Not really. But. I have an APU2 which runs two VMs that do practically nothing, although the box itself is used actively. The VMs consistently, and without warning, hang in a way which matches the description "nothing new can be execed" although I recall being able to log in on the console. I noticed shortly after I installed the VMs in around May but I haven't got very far diagnosing it because it's a low priority. However there is a common denominator: AMD cpu0 at mainbus0: apid 0 (boot processor) cpu0: AMD G-T40E Processor, 1000.02 MHz, 14-02-00 cpu0: FPU,VME,DE,PSE,TSC,MSR,PAE,MCE,CX8,APIC,SEP,MTRR,PGE,MCA,CMOV,PAT,PSE36,CFLUSH,MMX,FXSR,SSE,SSE2,HTT,SSE3,MWAIT,SSSE3,CX16,POPCNT,NXE,MMXX,FFXSR,PAGE1GB,RDTSCP,LONG,LAHF,CMPLEG,SVM,EAPICSP,AMCR8,ABM,SSE4A,MASSE,3DNOWP,IBS,SKINIT,ITSC cpu0: 32KB 64b/line 8-way D-cache, 32KB 64b/line 2-way I-cache cpu0: 512KB 64b/line 16-way L2 cache cpu0: smt 0, core 0, package 0 Times two. As you say the existing processes seem to work fine right up until sshd is nearly (but not quite?) ready to fork: . . . debug1: SSH2_MSG_EXT_INFO received debug1: kex_input_ext_info: server-sig-algs= debug1: kex_input_ext_info: publickey-hostbo...@openssh.com=<0> debug1: SSH2_MSG_SERVICE_ACCEPT received Ordinarily it would next attempt authentication. Does sshd fork and drop privileges to do that? I don't know if that could help or even if it's related, but it can be reproduced with confidence. I can poke the box or its VMs any way that could shake some data loose. Matthew
Re: Ryzen 9 (7x000) users: do you experience hangs?
On Tue, Jul 18, 2023 at 09:43:51AM +0100, Laurence Tratt wrote: > A small number of us with AMD Ryzen 9 (i.e. chips in the 7x000 range) > machines have been experiencing regular (often daily), or semi-regular > hangs, but without any obvious cause. > > What we don't know is if we're the unlucky few, or whether this might be a > wider issue.
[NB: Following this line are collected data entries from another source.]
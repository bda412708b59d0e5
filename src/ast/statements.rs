//! Statement nodes

use serde::{Deserialize, Serialize};

use super::{
    ErrorNode, Expression, Name, PortDecl, Reference, Span, TemplateDef, TimerDecl, VarDecl,
};

/// `{ ... }` with optional `catch` clauses and a `finally` clause
#[derive(Debug, Clone, PartialEq, Serialize, Deserialize)]
pub struct Block {
    pub statements: Vec<Statement>,
    pub catches: Vec<Clause>,
    pub finally: Option<Clause>,
    pub span: Span,
}

/// Body of a `catch` or `finally` clause
#[derive(Debug, Clone, PartialEq, Serialize, Deserialize)]
pub struct Clause {
    pub statements: Vec<Statement>,
    pub span: Span,
}

#[derive(Debug, Clone, PartialEq, Serialize, Deserialize)]
pub enum Statement {
    Block(Block),
    /// A reference used as a statement, usually a call
    Reference(Reference),
    Redirection(Redirection),
    Assignment(Assignment),
    Var(VarDecl),
    Const(VarDecl),
    Timer(TimerDecl),
    Port(PortDecl),
    Template(Box<TemplateDef>),
    Label(LabelStmt),
    Goto(LabelStmt),
    Break(JumpStmt),
    Continue(JumpStmt),
    Return(ReturnStmt),
    If(IfStmt),
    Select(SelectStmt),
    For(ForStmt),
    ForRange(ForRangeStmt),
    While(WhileStmt),
    DoWhile(DoWhileStmt),
    Alt(AltStmt),
    Interleave(AltStmt),
    Error(ErrorNode),
}

/// `ref := expr`
#[derive(Debug, Clone, PartialEq, Serialize, Deserialize)]
pub struct Assignment {
    pub target: Reference,
    pub value: Expression,
    pub span: Span,
}

/// `p.receive -> value v sender s`; every clause is optional.
#[derive(Debug, Clone, PartialEq, Serialize, Deserialize)]
pub struct Redirection {
    pub reference: Reference,
    pub value: Option<Expression>,
    pub sender: Option<Expression>,
    pub verdict: Option<Expression>,
    pub param: Option<Expression>,
    pub timestamp: Option<Expression>,
    /// `@index value e`
    pub index_value: Option<Expression>,
    pub span: Span,
}

/// `label L` / `goto L`
#[derive(Debug, Clone, PartialEq, Serialize, Deserialize)]
pub struct LabelStmt {
    pub name: Name,
    pub span: Span,
}

/// `break` / `continue` with an optional label
#[derive(Debug, Clone, PartialEq, Serialize, Deserialize)]
pub struct JumpStmt {
    pub label: Option<Name>,
    pub span: Span,
}

#[derive(Debug, Clone, PartialEq, Serialize, Deserialize)]
pub struct ReturnStmt {
    pub value: Option<Expression>,
    pub span: Span,
}

#[derive(Debug, Clone, PartialEq, Serialize, Deserialize)]
pub struct IfStmt {
    pub init: Option<Box<Statement>>,
    pub condition: Expression,
    pub then_branch: Block,
    pub else_branch: Option<ElseBranch>,
    pub span: Span,
}

#[derive(Debug, Clone, PartialEq, Serialize, Deserialize)]
pub enum ElseBranch {
    If(Box<IfStmt>),
    Block(Block),
}

#[derive(Debug, Clone, Copy, PartialEq, Eq, Serialize, Deserialize)]
pub enum SelectKind {
    Plain,
    Union,
    Class,
    Type,
}

#[derive(Debug, Clone, PartialEq, Serialize, Deserialize)]
pub struct SelectStmt {
    pub kind: SelectKind,
    pub init: Option<Box<Statement>>,
    pub expression: Expression,
    pub clauses: Vec<SelectClause>,
    pub span: Span,
}

/// Clauses are tried in textual order; `case else` is always last.
#[derive(Debug, Clone, PartialEq, Serialize, Deserialize)]
pub enum SelectClause {
    Case {
        expression: Expression,
        body: Block,
        span: Span,
    },
    Else {
        body: Block,
        span: Span,
    },
}

/// C-style `for (init; condition; post)`
#[derive(Debug, Clone, PartialEq, Serialize, Deserialize)]
pub struct ForStmt {
    pub init: Option<Box<Statement>>,
    pub condition: Option<Expression>,
    pub post: Option<Box<Statement>>,
    pub body: Block,
    pub span: Span,
}

#[derive(Debug, Clone, Copy, PartialEq, Eq, Serialize, Deserialize)]
pub enum RangeBinding {
    Var,
    Const,
}

/// `for (var x in range)`
#[derive(Debug, Clone, PartialEq, Serialize, Deserialize)]
pub struct ForRangeStmt {
    pub binding: Option<RangeBinding>,
    pub name: Name,
    pub range: Expression,
    pub body: Block,
    pub span: Span,
}

#[derive(Debug, Clone, PartialEq, Serialize, Deserialize)]
pub struct WhileStmt {
    pub init: Option<Box<Statement>>,
    pub condition: Expression,
    pub body: Block,
    pub span: Span,
}

#[derive(Debug, Clone, PartialEq, Serialize, Deserialize)]
pub struct DoWhileStmt {
    pub body: Block,
    pub condition: Expression,
    pub span: Span,
}

/// `alt` or `interleave`, optionally `@nodefault`
#[derive(Debug, Clone, PartialEq, Serialize, Deserialize)]
pub struct AltStmt {
    pub nodefault: bool,
    pub body: AltBlock,
    pub span: Span,
}

#[derive(Debug, Clone, PartialEq, Serialize, Deserialize)]
pub struct AltBlock {
    pub items: Vec<AltItem>,
    pub catches: Vec<Clause>,
    pub finally: Option<Clause>,
    pub span: Span,
}

#[derive(Debug, Clone, PartialEq, Serialize, Deserialize)]
pub enum AltItem {
    Var(VarDecl),
    Const(VarDecl),
    Timer(TimerDecl),
    Port(PortDecl),
    Template(Box<TemplateDef>),
    Guarded(GuardedStmt),
    Else(GuardedElse),
    Error(ErrorNode),
}

/// `[guard] p.receive(t) -> value v { ... }`
#[derive(Debug, Clone, PartialEq, Serialize, Deserialize)]
pub struct GuardedStmt {
    /// `None` for an empty guard `[]`
    pub condition: Option<Expression>,
    pub stmt: Communication,
    pub body: Option<Block>,
    pub span: Span,
}

#[derive(Debug, Clone, PartialEq, Serialize, Deserialize)]
pub enum Communication {
    Reference(Reference),
    Redirection(Redirection),
}

/// `[else] { ... }`
#[derive(Debug, Clone, PartialEq, Serialize, Deserialize)]
pub struct GuardedElse {
    pub body: Block,
    pub span: Span,
}

impl Statement {
    pub fn span(&self) -> Span {
        match self {
            Statement::Block(s) => s.span,
            Statement::Reference(r) => r.span(),
            Statement::Redirection(s) => s.span,
            Statement::Assignment(s) => s.span,
            Statement::Var(s) | Statement::Const(s) => s.span,
            Statement::Timer(s) => s.span,
            Statement::Port(s) => s.span,
            Statement::Template(s) => s.span,
            Statement::Label(s) | Statement::Goto(s) => s.span,
            Statement::Break(s) | Statement::Continue(s) => s.span,
            Statement::Return(s) => s.span,
            Statement::If(s) => s.span,
            Statement::Select(s) => s.span,
            Statement::For(s) => s.span,
            Statement::ForRange(s) => s.span,
            Statement::While(s) => s.span,
            Statement::DoWhile(s) => s.span,
            Statement::Alt(s) | Statement::Interleave(s) => s.span,
            Statement::Error(s) => s.span,
        }
    }
}

impl Communication {
    pub fn span(&self) -> Span {
        match self {
            Communication::Reference(r) => r.span(),
            Communication::Redirection(r) => r.span,
        }
    }
}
So, to see if there is some sort of pattern going on (e.g. are > certain motherboards / BIOSes correlated with hangs or not?), I'd like to > poll Ryzen 9 OpenBSD users. At a minimum we'd need to know: > > CPU model (e.g. "7900x") > Motherboard (e.g. "MSI PRO670-X") > Have you experienced crashes? (Yes/No) If "Yes": > what frequency (e.g. "daily/weekly/no obvious pattern")? > are there are obvious causes (e.g. "happens when I run program X")? > have you found any mitigations (e.g. "updated BIOS")? > Ideally a dmesg too > > We're as interested in Ryzen 9 users who aren't experiencing hangs as who > are! Please feel free to reply to the list, or to me individually, and I'll > collate the information and see if there are any patterns or not. > > > Laurie > -- > Personalhttps://tratt.net/laurie/ > Software Development Team https://soft-dev.org/ >https://github.com/ltratt https://twitter.com/laurencetratt > A bit of color commentary here... Laurie and I and a few other folks have been trying to debug the hangs that some people are seeing on these machines. He and I have identical hardware and he sees regular hangs, and I rarely see any (I think in the span of 7 months I've seen maybe 2 or 3 total). I've been using this machine in anger as a daily driver and I can't make it break and other people can't even make it a day without a hang. We've tried to debug the issue and narrow down what device(s) might be causing the problem, or what workload, etc, but nothing is pointing in any specific direction. We've also seen reports of "long slow death" crashes where existing processes continue to work for some time but nothing new can be execed, and eventually even the existing processes freeze. To me that sounds like a lock issue but it never happens on my machine and only infreqently elsewhere, so I can't really debug it. We'd like to know if others have similar machines and if they are stable or not. -ml
Ryzen 9 (7x000) users: do you experience hangs?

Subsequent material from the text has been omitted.